The heightened controversy about 401(k) debit cards comes with the times. There is an increasing concern that with things so tough, people living paycheck to paycheck will increasingly turn to retirement savings as a source of cash. Mortgaging your future, unless it is for an emergency or to enhance your education or career, is almost always a poor decision. You will have less money to support yourself after you retire or you will have to work more years before calling it quits.

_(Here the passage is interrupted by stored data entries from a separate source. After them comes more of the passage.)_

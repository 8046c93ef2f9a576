//! Settlement layer seam
//!
//! Actual custody transfer and fund movement happen on-chain, outside this
//! engine. The ledger transitions only on explicit confirmation: mutating
//! requests carry the hash of an already-confirmed settlement transaction,
//! and this module verifies it against the settlement RPC before the ledger
//! is touched. A reverted or unknown transaction is a hard failure, never
//! silently treated as success. Retries belong to the settlement side.
//!
//! In the other direction the engine produces `SettlementInstruction` tuples
//! describing what must move on-chain next (principal disbursement,
//! collateral release, collateral seizure).

use anyhow::Context;
use async_trait::async_trait;
use rust_decimal::Decimal;
use serde::{Deserialize, Serialize};

use crate::error::{LendingError, LendingResult};
use crate::ledger::model::Loan;

/// What an instruction moves and why
#[derive(Debug, Clone, Copy, Serialize, Deserialize, PartialEq, Eq)]
#[serde(rename_all = "snake_case")]
pub enum SettlementPurpose {
    /// Send the borrowed principal to the borrower
    DisbursePrincipal,
    /// Return pledged collateral to the borrower after full repayment
    ReleaseCollateral,
    /// Transfer pledged collateral to the liquidating party
    SeizeCollateral,
}

/// A transfer the settlement layer must perform on-chain
#[derive(Debug, Clone, Serialize)]
pub struct SettlementInstruction {
    pub purpose: SettlementPurpose,
    pub collateral_asset: String,
    pub borrow_token: String,
    pub amount: Decimal,
    pub counterparty: String,
}

impl SettlementInstruction {
    pub fn disburse_principal(loan: &Loan) -> Self {
        Self {
            purpose: SettlementPurpose::DisbursePrincipal,
            collateral_asset: loan.asset_id.clone(),
            borrow_token: loan.borrow_token.clone(),
            amount: loan.principal,
            counterparty: loan.borrower_id.to_string(),
        }
    }

    pub fn release_collateral(loan: &Loan) -> Self {
        Self {
            purpose: SettlementPurpose::ReleaseCollateral,
            collateral_asset: loan.asset_id.clone(),
            borrow_token: loan.borrow_token.clone(),
            amount: Decimal::ZERO,
            counterparty: loan.borrower_id.to_string(),
        }
    }

    pub fn seize_collateral(loan: &Loan, liquidator: &str) -> Self {
        Self {
            purpose: SettlementPurpose::SeizeCollateral,
            collateral_asset: loan.asset_id.clone(),
            borrow_token: loan.borrow_token.clone(),
            amount: Decimal::ZERO,
            counterparty: liquidator.to_string(),
        }
    }
}

/// Settlement transaction verifier
#[async_trait]
pub trait SettlementLayer: Send + Sync {
    /// Confirm a settlement transaction landed successfully.
    /// Fails with `SettlementFailed` when the transaction reverted, is
    /// unknown, or the RPC cannot be reached.
    async fn verify_confirmation(&self, tx_hash: &str) -> LendingResult<()>;
}

/// Transaction status payload from the settlement RPC
#[derive(Debug, Deserialize)]
struct TxStatus {
    status: String,
}

/// Settlement layer backed by the chain RPC
pub struct HttpSettlementLayer {
    client: reqwest::Client,
    rpc_url: String,
}

impl HttpSettlementLayer {
    pub fn new(rpc_url: String) -> Self {
        Self {
            client: reqwest::Client::new(),
            rpc_url,
        }
    }

    async fn fetch_status(&self, tx_hash: &str) -> anyhow::Result<TxStatus> {
        let url = format!("{}/api/transactions/{}", self.rpc_url, tx_hash);

        let response = self
            .client
            .get(&url)
            .send()
            .await
            .context("Settlement RPC request failed")?
            .error_for_status()
            .context("Settlement RPC returned an error status")?;

        let status = response
            .json::<TxStatus>()
            .await
            .context("Failed to decode settlement RPC response")?;

        Ok(status)
    }
}

#[async_trait]
impl SettlementLayer for HttpSettlementLayer {
    async fn verify_confirmation(&self, tx_hash: &str) -> LendingResult<()> {
        let tx = self
            .fetch_status(tx_hash)
            .await
            .map_err(|e| LendingError::SettlementFailed(format!("{:#}", e)))?;

        match tx.status.as_str() {
            "confirmed" => Ok(()),
            other => Err(LendingError::SettlementFailed(format!(
                "transaction {} is {}, expected confirmed",
                tx_hash, other
            ))),
        }
    }
}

The report does list some advantages of such loans over regular 401(k) loans:

For starters, the ReservePlus card is flexible; it can be used multiple times, for any purpose. As with a typical loan, employers set a borrowing limit based on how much you have saved for retirement. By law, the upper limit is generally $50,000 or 50% of your account balance, whichever is less. The approved amount is set aside in a money-market fund and earns tax-deferred interest until you use the card.

With every transaction, you have five years to pay back the money, and the interest rate -- now about 8% -- may be better than certain people can get elsewhere.
One advantage of a debit card is that if you are laid off or leave the company, there may be no pressure to reconcile the debt immediately. With a typical 401(k) loan, the outstanding amount must be repaid in full, usually within 90 days. Otherwise the loan amount is considered a taxable distribution.


I am sure of one thing: we have not heard the last word on this controversy yet.